A local journalist is remembering the shootings on the campus of Kent State University, and the massive impact it had on him.

Richard Zitrin was about to graduate from KSU when on May 4, 1970, National Guard Troops opened fire on anti-war demonstrators, killing four students and wounding 13 others.

Zitrin, who later wrote for the Times Union and Canandaigua Daily Messenger newspapers, said what he saw was a “scene from hell.” He says he was traumatized by the events that unfolded that day, and shortly afterward, when his sister was diagnosed with a brain tumor that eventually took her life.  He says those two traumas merged.

“It's had a massive effect,” he says. “There's still anger. I'm still angry, although I went to some very dark places.

Zitrin started his journalism career as a sportswriter shortly after the shootings. He says the job didn't feel like it was fulfilling a great need and thought he should be some kind of revolutionary instead.

One positive, he believes is that the Kent State shootings hastened the end of the Vietnam War.

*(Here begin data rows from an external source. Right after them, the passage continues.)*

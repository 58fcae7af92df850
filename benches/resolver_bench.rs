use criterion::{BenchmarkId, Criterion, black_box, criterion_group, criterion_main};

use forest_topology::algs::completion::complete_connectivity;
use forest_topology::algs::corner_transform::find_corner_transform;
use forest_topology::algs::edge_transform::find_edge_transform;
use forest_topology::algs::face_transform::find_face_transform;
use forest_topology::mesh_generation::brick;
use forest_topology::topology::connectivity::TopIdx;
use forest_topology::topology::tables::{CHILDREN, EDGES, FACES};

fn bench_resolvers(c: &mut Criterion) {
    let mut group = c.benchmark_group("resolvers");

    for &side in &[4usize, 8usize] {
        let conn = brick(side, side, side, true, false, true).expect("valid brick");
        let trees = conn.num_trees() as TopIdx;

        group.bench_with_input(BenchmarkId::new("face", side), &side, |b, _| {
            b.iter(|| {
                for t in 0..trees {
                    for f in 0..FACES {
                        black_box(find_face_transform(&conn, t, f));
                    }
                }
            });
        });

        group.bench_with_input(BenchmarkId::new("edge", side), &side, |b, _| {
            b.iter(|| {
                for t in 0..trees {
                    for e in 0..EDGES {
                        black_box(find_edge_transform(&conn, t, e));
                    }
                }
            });
        });

        group.bench_with_input(BenchmarkId::new("corner", side), &side, |b, _| {
            b.iter(|| {
                for t in 0..trees {
                    for k in 0..CHILDREN {
                        black_box(find_corner_transform(&conn, t, k));
                    }
                }
            });
        });
    }

    group.finish();
}

fn bench_completion(c: &mut Criterion) {
    let mut group = c.benchmark_group("completion");

    for &side in &[4usize, 8usize, 16usize] {
        let conn = brick(side, side, side, false, false, false).expect("valid brick");
        group.bench_with_input(BenchmarkId::new("complete", side), &side, |b, _| {
            b.iter(|| {
                let mut work = conn.clone();
                complete_connectivity(&mut work).expect("vertices present");
                black_box(work);
            });
        });
    }

    group.finish();
}

criterion_group!(benches, bench_resolvers, bench_completion);
criterion_main!(benches);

Commemorations were planned to mark the 50th anniversary of the shootings, but the coronavirus pandemic canceled those events. Zitrin says he's only attended one commemoration for Kent State – and that was on the first anniversary of the shootings.

Credit Richard Zitrin
Richard Zitrin says he doesn't feel the need to be at Kent State for any commemorations of the shootings

“At 12:24 every May 4th, I look at the clock and I realize this is that moment when my life changed, when so many lives changed forever,” he says. “I don't feel that I need to be there.”

Zitrin says he can commemorate the Kent State shootings in his own way, and adds he can do that very well from afar.